Les lumières s’éteignent. Seuls les instruments réfléchissent leurs chromes dans l’obscurité. Il n’a pas besoin de se retourner pour le savoir, il était présent à toutes les répétitions. Il soupire en entendant les premiers hurlements impatients de la foule. Ce soir, elle est déchaînée, une vraie marée humaine. Des types bourrés essaieront sûrement de monter sur scène et de toucher la jolie bassiste. Des collègues l’avaient prévenu, c’était arrivé dans d’autres villes. Pas avec lui ; il ne laisserait rien passer. D’un autre côté, il comprenait ces hormones sur pattes : malgré ses quarante piges, il n’aurait pas craché sur cette petite blonde encombrée par cette basse qui semblait trop lourde pour elle.
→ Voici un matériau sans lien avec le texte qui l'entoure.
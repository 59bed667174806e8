//! # Node
//!
//! A single link in a singly-linked chain.
//!
//! A `Node` owns its item and, through [`Link`], the rest of the chain below
//! it. A node whose link is `None` is the bottom of its chain. Nodes carry no
//! behaviour beyond accessors; every chain invariant is maintained by the
//! owning [`LinkedStack`](crate::LinkedStack).

/// Owning link to the next node in a chain, or `None` at the bottom.
pub type Link<T> = Option<Box<Node<T>>>;

/// One element of a chain plus the link to the element below it.
#[derive(Debug)]
pub struct Node<T> {
    item: T,
    next: Link<T>,
}

impl<T> Node<T> {
    /// Create a node holding `item` that links to `next`.
    #[must_use]
    pub const fn new(item: T, next: Link<T>) -> Self {
        Self { item, next }
    }

    /// Create a node with no successor.
    #[must_use]
    pub const fn bottom(item: T) -> Self {
        Self { item, next: None }
    }

    /// Borrow the stored item.
    #[must_use]
    pub const fn item(&self) -> &T {
        &self.item
    }

    /// Mutably borrow the stored item.
    pub fn item_mut(&mut self) -> &mut T {
        &mut self.item
    }

    /// Replace the stored item, returning the previous one.
    pub fn set_item(&mut self, item: T) -> T {
        std::mem::replace(&mut self.item, item)
    }

    /// Borrow the next node, if any.
    #[must_use]
    pub fn next(&self) -> Option<&Node<T>> {
        self.next.as_deref()
    }

    /// Mutably borrow the link to the next node.
    pub fn link_mut(&mut self) -> &mut Link<T> {
        &mut self.next
    }

    /// Replace the link to the next node, returning the previous link.
    ///
    /// The returned link still owns whatever it pointed to; dropping it
    /// releases that part of the chain.
    pub fn set_next(&mut self, next: Link<T>) -> Link<T> {
        std::mem::replace(&mut self.next, next)
    }

    /// Detach and return the rest of the chain, leaving this node at the bottom.
    pub fn take_next(&mut self) -> Link<T> {
        self.next.take()
    }

    /// Consume the node and return its item.
    ///
    /// Any chain still linked below this node is dropped with it, so callers
    /// tearing down long chains should `take_next` first.
    #[must_use]
    pub fn into_item(self) -> T {
        self.item
    }

    /// True when no node follows this one.
    #[must_use]
    pub const fn is_bottom(&self) -> bool {
        self.next.is_none()
    }
}

// =============================================================================
// TESTS
// =============================================================================

#[cfg(test)]
mod tests {
    use super::*;

    #[test]
    fn bottom_node_has_no_next() {
        let node = Node::bottom(7);
        assert!(node.is_bottom());
        assert!(node.next().is_none());
        assert_eq!(*node.item(), 7);
    }

    #[test]
    fn set_item_returns_previous() {
        let mut node = Node::bottom(String::from("old"));
        let previous = node.set_item(String::from("new"));
        assert_eq!(previous, "old");
        assert_eq!(node.item(), "new");

        node.item_mut().push('!');
        assert_eq!(node.item(), "new!");
    }

    #[test]
    fn links_are_followed_and_replaced() {
        let below = Box::new(Node::bottom(1));
        let mut top = Node::new(2, Some(below));

        assert!(!top.is_bottom());
        assert_eq!(top.next().map(Node::item), Some(&1));

        let replaced = top.set_next(Some(Box::new(Node::bottom(3))));
        assert_eq!(replaced.map(|n| n.into_item()), Some(1));
        assert_eq!(top.next().map(Node::item), Some(&3));

        let detached = top.take_next();
        assert!(top.is_bottom());
        assert_eq!(detached.map(|n| n.into_item()), Some(3));
        assert_eq!(top.into_item(), 2);
    }
}
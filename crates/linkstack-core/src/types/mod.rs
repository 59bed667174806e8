//! # Core Type Definitions
//!
//! Shared types for the linkstack crate:
//! - Error types (`StackError`)
//!
//! ## Error Policy
//!
//! Reading the top of an empty stack is the only failure the crate models.
//! `peek` reports it as `StackError::Empty`; `pop` reports the same condition
//! as a plain `false`. Callers rely on this asymmetry, so it must not be
//! "harmonised" in either direction.

use thiserror::Error;

// =============================================================================
// ERROR TYPES
// =============================================================================

/// Errors that can occur when reading a stack.
///
/// - Raised at the call site, never logged by the crate
/// - The stack is left untouched when an error is returned
#[derive(Debug, Clone, Copy, PartialEq, Eq, Error)]
pub enum StackError {
    /// The stack holds no items, so there is no top to read.
    #[error("Stack is empty")]
    Empty,
}

// =============================================================================
// TESTS
// =============================================================================

#[cfg(test)]
mod tests {
    use super::*;

    #[test]
    fn empty_error_message() {
        assert_eq!(StackError::Empty.to_string(), "Stack is empty");
    }

    #[test]
    fn empty_error_is_std_error() {
        fn assert_error<E: std::error::Error + Send + Sync + 'static>(_: &E) {}
        assert_error(&StackError::Empty);
    }
}
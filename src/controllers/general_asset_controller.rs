use crate::dto::asset_dto::{
    CreateGeneralAssetRequest, GeneralAssetResponse, UpdateGeneralAssetRequest,
};
use crate::dto::common_dto::ApiResponse;
use crate::models::asset::{AssetStatus, GeneralAsset, OwnershipType};
use crate::repositories::general_asset_repository::GeneralAssetRepository;
use crate::utils::errors::{bad_request_error, AppError};
use crate::utils::validation::parse_date_lenient;
use chrono::{NaiveDate, Utc};
use sqlx::PgPool;
use uuid::Uuid;
use validator::Validate;

pub struct GeneralAssetController {
    repository: GeneralAssetRepository,
}

impl GeneralAssetController {
    pub fn new(pool: PgPool) -> Self {
        Self {
            repository: GeneralAssetRepository::new(pool),
        }
    }

    pub async fn create(
        &self,
        request: CreateGeneralAssetRequest,
    ) -> Result<ApiResponse<GeneralAssetResponse>, AppError> {
        request.validate()?;

        let lease_start = parse_date_lenient(request.lease_start.as_deref());
        let lease_end = parse_date_lenient(request.lease_end.as_deref());
        check_lease_period(lease_start, lease_end)?;

        let now = Utc::now();
        let asset = GeneralAsset {
            id: Uuid::new_v4(),
            name: request.name,
            category: request.category,
            location: request.location,
            status: request.status.unwrap_or(AssetStatus::Active),
            ownership_type: request.ownership_type.unwrap_or(OwnershipType::Owned),
            warranty_expiration: parse_date_lenient(request.warranty_expiration.as_deref()),
            lease_company: request.lease_company,
            lease_monthly_cost: request.lease_monthly_cost,
            lease_start,
            lease_end,
            lease_contact: request.lease_contact,
            lease_phone: request.lease_phone,
            created_at: now,
            updated_at: now,
        };

        let created = self.repository.create(&asset).await?;

        Ok(ApiResponse::success_with_message(
            created.into(),
            "Activo registrado exitosamente".to_string(),
        ))
    }

    pub async fn get_by_id(&self, id: Uuid) -> Result<GeneralAssetResponse, AppError> {
        let asset = self
            .repository
            .find_by_id(id)
            .await?
            .ok_or_else(|| AppError::NotFound("Activo no encontrado".to_string()))?;

        Ok(asset.into())
    }

    pub async fn list(&self) -> Result<Vec<GeneralAssetResponse>, AppError> {
        let assets = self.repository.find_all().await?;
        Ok(assets.into_iter().map(GeneralAssetResponse::from).collect())
    }

    pub async fn update(
        &self,
        id: Uuid,
        request: UpdateGeneralAssetRequest,
    ) -> Result<ApiResponse<GeneralAssetResponse>, AppError> {
        request.validate()?;

        let mut asset = self
            .repository
            .find_by_id(id)
            .await?
            .ok_or_else(|| AppError::NotFound("Activo no encontrado".to_string()))?;

        if let Some(name) = request.name {
            asset.name = name;
        }
        if request.category.is_some() {
            asset.category = request.category;
        }
        if request.location.is_some() {
            asset.location = request.location;
        }
        if let Some(status) = request.status {
            asset.status = status;
        }
        if let Some(ownership_type) = request.ownership_type {
            asset.ownership_type = ownership_type;
        }
        if let Some(raw) = request.warranty_expiration {
            asset.warranty_expiration = parse_date_lenient(Some(&raw));
        }
        if request.lease_company.is_some() {
            asset.lease_company = request.lease_company;
        }
        if request.lease_monthly_cost.is_some() {
            asset.lease_monthly_cost = request.lease_monthly_cost;
        }
        if let Some(raw) = request.lease_start {
            asset.lease_start = parse_date_lenient(Some(&raw));
        }
        if let Some(raw) = request.lease_end {
            asset.lease_end = parse_date_lenient(Some(&raw));
        }
        if request.lease_contact.is_some() {
            asset.lease_contact = request.lease_contact;
        }
        if request.lease_phone.is_some() {
            asset.lease_phone = request.lease_phone;
        }

        check_lease_period(asset.lease_start, asset.lease_end)?;

        asset.updated_at = Utc::now();
        let updated = self.repository.update(&asset).await?;

        Ok(ApiResponse::success_with_message(
            updated.into(),
            "Activo actualizado exitosamente".to_string(),
        ))
    }

    pub async fn delete(&self, id: Uuid) -> Result<(), AppError> {
        self.repository.delete(id).await?;
        Ok(())
    }
}

fn check_lease_period(start: Option<NaiveDate>, end: Option<NaiveDate>) -> Result<(), AppError> {
    if let (Some(start), Some(end)) = (start, end) {
        if start > end {
            return Err(bad_request_error(
                "El inicio del contrato de leasing es posterior a su fin",
            ));
        }
    }
    Ok(())
}
use crate::models::asset::GeneralAsset;
use crate::utils::errors::AppError;
use sqlx::PgPool;
use uuid::Uuid;

pub struct GeneralAssetRepository {
    pool: PgPool,
}

impl GeneralAssetRepository {
    pub fn new(pool: PgPool) -> Self {
        Self { pool }
    }

    pub async fn create(&self, asset: &GeneralAsset) -> Result<GeneralAsset, AppError> {
        let created = sqlx::query_as::<_, GeneralAsset>(
            r#"
            INSERT INTO general_assets (
                id, name, category, location, status, ownership_type, warranty_expiration,
                lease_company, lease_monthly_cost, lease_start, lease_end,
                lease_contact, lease_phone, created_at, updated_at
            )
            VALUES ($1, $2, $3, $4, $5, $6, $7, $8, $9, $10, $11, $12, $13, $14, $15)
            RETURNING *
            "#,
        )
        .bind(asset.id)
        .bind(&asset.name)
        .bind(&asset.category)
        .bind(&asset.location)
        .bind(asset.status)
        .bind(asset.ownership_type)
        .bind(asset.warranty_expiration)
        .bind(&asset.lease_company)
        .bind(asset.lease_monthly_cost)
        .bind(asset.lease_start)
        .bind(asset.lease_end)
        .bind(&asset.lease_contact)
        .bind(&asset.lease_phone)
        .bind(asset.created_at)
        .bind(asset.updated_at)
        .fetch_one(&self.pool)
        .await?;

        Ok(created)
    }

    pub async fn find_by_id(&self, id: Uuid) -> Result<Option<GeneralAsset>, AppError> {
        let asset = sqlx::query_as::<_, GeneralAsset>("SELECT * FROM general_assets WHERE id = $1")
            .bind(id)
            .fetch_optional(&self.pool)
            .await?;

        Ok(asset)
    }

    pub async fn find_all(&self) -> Result<Vec<GeneralAsset>, AppError> {
        let assets = sqlx::query_as::<_, GeneralAsset>("SELECT * FROM general_assets ORDER BY name")
            .fetch_all(&self.pool)
            .await?;

        Ok(assets)
    }

    pub async fn update(&self, asset: &GeneralAsset) -> Result<GeneralAsset, AppError> {
        let updated = sqlx::query_as::<_, GeneralAsset>(
            r#"
            UPDATE general_assets
            SET name = $2, category = $3, location = $4, status = $5, ownership_type = $6,
                warranty_expiration = $7, lease_company = $8, lease_monthly_cost = $9,
                lease_start = $10, lease_end = $11, lease_contact = $12, lease_phone = $13,
                updated_at = $14
            WHERE id = $1
            RETURNING *
            "#,
        )
        .bind(asset.id)
        .bind(&asset.name)
        .bind(&asset.category)
        .bind(&asset.location)
        .bind(asset.status)
        .bind(asset.ownership_type)
        .bind(asset.warranty_expiration)
        .bind(&asset.lease_company)
        .bind(asset.lease_monthly_cost)
        .bind(asset.lease_start)
        .bind(asset.lease_end)
        .bind(&asset.lease_contact)
        .bind(&asset.lease_phone)
        .bind(asset.updated_at)
        .fetch_one(&self.pool)
        .await?;

        Ok(updated)
    }

    pub async fn delete(&self, id: Uuid) -> Result<(), AppError> {
        let result = sqlx::query("DELETE FROM general_assets WHERE id = $1")
            .bind(id)
            .execute(&self.pool)
            .await?;

        if result.rows_affected() == 0 {
            return Err(AppError::NotFound("General asset not found".to_string()));
        }

        Ok(())
    }
}
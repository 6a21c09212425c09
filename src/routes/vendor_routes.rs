use crate::controllers::vendor_controller::VendorController;
use crate::dto::common_dto::ApiResponse;
use crate::dto::vendor_dto::{CreateVendorRequest, UpdateVendorRequest, VendorResponse};
use crate::state::AppState;
use crate::utils::errors::AppError;
use axum::{
    extract::{Path, State},
    routing::{delete, get, post, put},
    Json, Router,
};
use uuid::Uuid;

pub fn create_vendor_router() -> Router<AppState> {
    Router::new()
        .route("/", post(create_vendor))
        .route("/", get(list_vendors))
        .route("/:id", get(get_vendor))
        .route("/:id", put(update_vendor))
        .route("/:id", delete(delete_vendor))
}

async fn create_vendor(
    State(state): State<AppState>,
    Json(request): Json<CreateVendorRequest>,
) -> Result<Json<ApiResponse<VendorResponse>>, AppError> {
    let controller = VendorController::new(state.pool.clone());
    let response = controller.create(request).await?;
    Ok(Json(response))
}

async fn get_vendor(
    State(state): State<AppState>,
    Path(id): Path<Uuid>,
) -> Result<Json<VendorResponse>, AppError> {
    let controller = VendorController::new(state.pool.clone());
    let response = controller.get_by_id(id).await?;
    Ok(Json(response))
}

async fn list_vendors(
    State(state): State<AppState>,
) -> Result<Json<Vec<VendorResponse>>, AppError> {
    let controller = VendorController::new(state.pool.clone());
    let response = controller.list().await?;
    Ok(Json(response))
}

async fn update_vendor(
    State(state): State<AppState>,
    Path(id): Path<Uuid>,
    Json(request): Json<UpdateVendorRequest>,
) -> Result<Json<ApiResponse<VendorResponse>>, AppError> {
    let controller = VendorController::new(state.pool.clone());
    let response = controller.update(id, request).await?;
    Ok(Json(response))
}

async fn delete_vendor(
    State(state): State<AppState>,
    Path(id): Path<Uuid>,
) -> Result<Json<serde_json::Value>, AppError> {
    let controller = VendorController::new(state.pool.clone());
    controller.delete(id).await?;
    Ok(Json(serde_json::json!({
        "success": true,
        "message": "Proveedor eliminado exitosamente"
    })))
}
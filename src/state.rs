//! Shared application state
//!
//! Este módulo define el estado compartido de la aplicación que se pasa
//! a través del router de Axum.

use sqlx::PgPool;

use crate::cache::{DashboardCache, RedisClient};
use crate::config::environment::EnvironmentConfig;

#[derive(Clone)]
pub struct AppState {
    pub pool: PgPool,
    pub config: EnvironmentConfig,
    pub redis: RedisClient,
}

impl AppState {
    pub fn new(pool: PgPool, config: EnvironmentConfig, redis: RedisClient) -> Self {
        Self {
            pool,
            config,
            redis,
        }
    }

    /// Caché del dashboard sobre el cliente Redis compartido
    pub fn dashboard_cache(&self) -> DashboardCache {
        DashboardCache::new(self.redis.clone())
    }

    /// Invalidar el caché del dashboard tras una escritura. Best effort:
    /// un fallo de Redis no debe hacer fallar la operación de escritura.
    pub async fn invalidate_dashboard_cache(&self) {
        if let Err(e) = self.dashboard_cache().invalidate().await {
            log::warn!("⚠️ No se pudo invalidar el caché del dashboard: {}", e);
        }
    }
}
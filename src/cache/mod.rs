//! Cache
//!
//! Este módulo contiene el cliente Redis y el caché del dashboard.
//! Los motores de cálculo no saben que existe: el caché vive por fuera
//! del core y se invalida en las escrituras.

pub mod dashboard_cache;
pub mod redis_client;

use anyhow::Result;
use serde::{de::DeserializeOwned, Deserialize, Serialize};

pub use dashboard_cache::DashboardCache;
pub use redis_client::RedisClient;

/// Configuración del cache
#[derive(Debug, Clone, Serialize, Deserialize)]
pub struct CacheConfig {
    pub redis_url: String,
    pub default_ttl: u64,
    pub max_connections: u32,
}

impl Default for CacheConfig {
    fn default() -> Self {
        Self {
            redis_url: "redis://localhost:6379".to_string(),
            default_ttl: 3600, // 1 hora
            max_connections: 10,
        }
    }
}

/// Operaciones de cache
#[async_trait::async_trait]
pub trait CacheOperations {
    async fn get<T: DeserializeOwned>(&self, key: &str) -> Result<Option<T>>;
    async fn set<T: Serialize + Send + Sync>(&self, key: &str, value: &T, ttl: u64) -> Result<()>;
    async fn delete(&self, key: &str) -> Result<()>;
    async fn exists(&self, key: &str) -> Result<bool>;
}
Les autres membres du groupe étaient plus barbus, plus chevelus, finalement plus communs. Ce soir, du rock. Demain, un récital classique. Après-demain, du jazz.

Peu importe le style, il n’a jamais rien laissé passer. Ni slam, ni pogo, ni gens bourrés. Pas de baston, jamais. En cas de grabuge, il frappe vite et fort : localiser le lieu où ça chie, enserrer la personne concernée, l’extraire de la foule, l’isoler. Si nécessaire, recommencer jusqu’à ce que ça se calme. Refiler les gens trop bourrés ou incontrôlables aux flics ou aux pompiers. Pas de grabuge, pas de coup, même dans le feutré. Il veille. Il surveille, du haut de ses deux mètres de muscles. Il protège le public, de lui-même et des autres. C’est son travail. Il veille. Et il aime ça, parce qu’il voit passer plein de groupes, plein de styles.

Il a croisé des gens biens comme des connards, des petits groupes qui se la pètent, des stars humbles, et l’inverse. Surtout l’inverse, en fait. Il n’est pas blasé ; il a même encore la forme, pour son âge, là où de nombreux collègues se sont ou ont été « recyclés ». Ces dernières années, il a par contre eu de plus en plus de mal à se connecter au public. Quelque chose a changé. En plus facile pour lui, en plus triste pour les artistes. L’équation avait pourtant toujours été simple. Les artistes font leur boulot : ils jouent et essaient de mettre le feu. Lui aussi fait son taf : il protège les artistes et le public. C’est ce dernier qui a changé.